Article rédigé par Alice Agard et Céline Cadoret

Tribunal Judiciaire de Paris, 15 avril 2022 n°19/12628 

Dans un jugement rendu le 15 avril 2022, le Tribunal judiciaire de Paris a considéré que constitue un acte de concurrence déloyale le manquement aux exigences du Règlement général sur la protection des données (RGPD) et de la loi Informatique et Libertés du 6 janvier 1978 modifiée.

En l’espèce, une première société est titulaire de deux brevets sur des machines agricoles et a procédé au dépôt d’une marque verbale de l’Union européenne. Une seconde société a procédé à la commercialisation sur son site internet de produits sous la marque de la première société, ces produits reproduisant les caractéristiques des revendications de ses deux brevets.
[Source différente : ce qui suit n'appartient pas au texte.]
//! Game State Store: the only place the game state is mutated.

use dispatch_core::{
    validate_position, BuildingInstance, BuildingTypeId, Catalog, CatalogError, GameConfig,
    GameState, Position, ValidationError, VehicleInstance, VehicleKind, VehicleStatus,
};
use persistence::{KeyValueStore, PersistenceAdapter};
use thiserror::Error;
use tracing::{info, warn};

/// Reasons a store mutation is rejected. State is unchanged in every case.
#[derive(Debug, Error, Clone, PartialEq)]
pub enum StoreOpError {
    /// Price exceeds the remaining budget.
    #[error("insufficient funds: need {needed}, have {available}")]
    InsufficientFunds { needed: u64, available: u64 },
    #[error(transparent)]
    Catalog(#[from] CatalogError),
    /// No building of that type stands at that position.
    #[error("no {building} building at {position}")]
    UnknownBuilding {
        building: BuildingTypeId,
        position: Position,
    },
    #[error("invalid position: {0}")]
    InvalidPosition(ValidationError),
}

/// Outcome of a committed purchase.
#[derive(Clone, Copy, Debug, PartialEq, Eq)]
pub struct Receipt {
    /// Amount deducted from the budget.
    pub spent: u64,
    /// Budget after the purchase.
    pub remaining: u64,
    /// Whether the snapshot write succeeded. The purchase stands either way.
    pub persisted: bool,
}

/// Owns the [`GameState`] and saves it after every committed mutation.
#[derive(Debug)]
pub struct GameStore<S> {
    catalog: Catalog,
    state: GameState,
    persistence: PersistenceAdapter<S>,
}

impl<S: KeyValueStore> GameStore<S> {
    /// Resume the saved game, or start a fresh one per `config`.
    pub fn open(catalog: Catalog, persistence: PersistenceAdapter<S>, config: &GameConfig) -> Self {
        let state = persistence.load_or_default(config);
        info!(
            budget = state.budget,
            buildings = state.buildings.len(),
            vehicles = state.vehicles.len(),
            "game state ready"
        );
        Self::from_state(catalog, persistence, state)
    }

    /// Wrap an existing state without touching storage.
    pub fn from_state(
        catalog: Catalog,
        persistence: PersistenceAdapter<S>,
        state: GameState,
    ) -> Self {
        Self {
            catalog,
            state,
            persistence,
        }
    }

    pub fn catalog(&self) -> &Catalog {
        &self.catalog
    }

    pub fn budget(&self) -> u64 {
        self.state.budget
    }

    pub fn buildings(&self) -> &[BuildingInstance] {
        &self.state.buildings
    }

    pub fn vehicles(&self) -> &[VehicleInstance] {
        &self.state.vehicles
    }

    pub fn state(&self) -> &GameState {
        &self.state
    }

    pub fn persistence(&self) -> &PersistenceAdapter<S> {
        &self.persistence
    }

    /// Catalog value of everything owned, saturating at `u64::MAX`. Records
    /// the catalog no longer prices count as zero.
    pub fn total_spent(&self) -> u64 {
        let buildings = self
            .state
            .buildings
            .iter()
            .filter_map(|b| self.catalog.lookup(b.kind).ok())
            .map(|e| e.price);
        let vehicles = self
            .state
            .vehicles
            .iter()
            .filter_map(|v| self.catalog.vehicle(v.building_type, v.kind).ok())
            .map(|v| v.price);
        buildings
            .chain(vehicles)
            .fold(0u64, |acc, price| acc.saturating_add(price))
    }

    /// Budget the game started with: what is left plus what was spent.
    /// `None` when a loaded save holds more than `u64::MAX` in total.
    pub fn initial_budget(&self) -> Option<u64> {
        self.state.budget.checked_add(self.total_spent())
    }

    /// Buy a building of type `kind` and place it at `position`.
    pub fn place_building(
        &mut self,
        kind: BuildingTypeId,
        position: Position,
    ) -> Result<Receipt, StoreOpError> {
        validate_position(&position).map_err(StoreOpError::InvalidPosition)?;
        let price = self.catalog.lookup(kind)?.price;
        self.charge(price)?;
        self.state
            .buildings
            .push(BuildingInstance::new(kind, position));
        info!(%kind, %position, price, budget = self.state.budget, "building placed");
        Ok(self.commit(price))
    }

    /// Buy `vehicle` for the `building_type` building standing at `position`.
    ///
    /// The building must exist and its type must offer the vehicle; the
    /// price comes from the catalog.
    pub fn purchase_vehicle(
        &mut self,
        building_type: BuildingTypeId,
        position: Position,
        vehicle: VehicleKind,
    ) -> Result<Receipt, StoreOpError> {
        let price = self.catalog.vehicle(building_type, vehicle)?.price;
        let exists = self
            .state
            .buildings
            .iter()
            .any(|b| b.kind == building_type && b.position == position);
        if !exists {
            return Err(StoreOpError::UnknownBuilding {
                building: building_type,
                position,
            });
        }
        self.charge(price)?;
        self.state.vehicles.push(VehicleInstance {
            kind: vehicle,
            building_type,
            position,
            status: VehicleStatus::Ready,
        });
        info!(%vehicle, %building_type, %position, price, budget = self.state.budget, "vehicle purchased");
        Ok(self.commit(price))
    }

    fn charge(&mut self, price: u64) -> Result<(), StoreOpError> {
        let available = self.state.budget;
        self.state.budget = available
            .checked_sub(price)
            .ok_or(StoreOpError::InsufficientFunds {
                needed: price,
                available,
            })?;
        Ok(())
    }

    fn commit(&mut self, spent: u64) -> Receipt {
        let persisted = match self.persistence.save(&self.state) {
            Ok(()) => true,
            Err(err) => {
                warn!(error = %err, "game state not saved");
                false
            }
        };
        Receipt {
            spent,
            remaining: self.state.budget,
            persisted,
        }
    }
}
La première société assigne alors la seconde devant le tribunal judiciaire de Paris en contrefaçon des revendications de ses brevets et de sa marque, ainsi qu’en concurrence déloyale sur fondement de l’article 1240 du Code civil.

Au sujet du site internet sur lequel ont été commercialisés les produits litigieux, la société demanderesse reproche à la société défenderesse la violation de certaines dispositions de la loi du 21 juin 2004 pour la confiance dans l’économie numérique (qui imposent aux personnes dont l’activité est d’éditer un service de communication au public en ligne de mettre à disposition du public certaines informations dans la rubrique « mentions légales »), de l’article L.616-1 du code de la consommation imposant une mention sur le site internet relative à la possibilité de recourir à un médiateur de la consommation, ainsi que la méconnaissance de certaines règles du RGPD.
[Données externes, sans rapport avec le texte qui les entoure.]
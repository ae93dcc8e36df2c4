#![deny(warnings)]

//! Game runtime: the state store and the interaction orchestrator.
//!
//! Everything here is synchronous and single-threaded. Map and modal
//! rendering are reached only through [`MapSurface`] and [`DisplaySurface`],
//! so the whole flow runs headless.

pub mod orchestrator;
pub mod store;

pub use orchestrator::{DisplaySurface, MapSurface, Notice, Orchestrator, PlacementState};
pub use store::{GameStore, Receipt, StoreOpError};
Sur ce dernier point, le tribunal judiciaire de Paris rappelle que la législation relative à la protection des données, à savoir le RGPD et la loi Informatique et Libertés, impose en effet à tout responsable de traitement ou sous-traitant d’assurer la confidentialité et la sécurité des données personnelles collectées et traitées.

Or, il ressort des faits de l’espèce que la société défenderesse procède à une collecte de données à caractères personnel des personnes concernées (portant sur le nom, l’email et le numéro de téléphone) sans que ne soit fournie aucune information sur les conditions de ce traitement.

Certes, le site internet de la société défenderesse possède bien un onglet « mentions légales » précisant que les informations enregistrées sont uniquement réservées à l’usage du service concerné et ne peuvent être communiquées à des sociétés tierces. Toutefois, le tribunal constate qu’aucune charte de confidentialité n’est mise à la disposition des personnes concernées, le lien dédié renvoyant à une page d’erreur et caractérise ainsi un manquement de la société à son obligation d’information fondée sur les articles 12, 13 et 14 du RGPD.

La société demanderesse a ainsi fait valoir que « son association dans l’esprit des internautes à un site internet violant la règlementation en vigueur est de nature à nuire à son image, et à sa réputation »

Considérant qu’ « au regard de l’ensemble de ces éléments et dans la mesure où tout manquement à la règlementation dans l’exercice d’une activité commerciale induit nécessairement un avantage concurrentiel indu par son auteur », le tribunal constate sans difficulté l’existence d’actes de contrefaçon commis par la société défenderesse.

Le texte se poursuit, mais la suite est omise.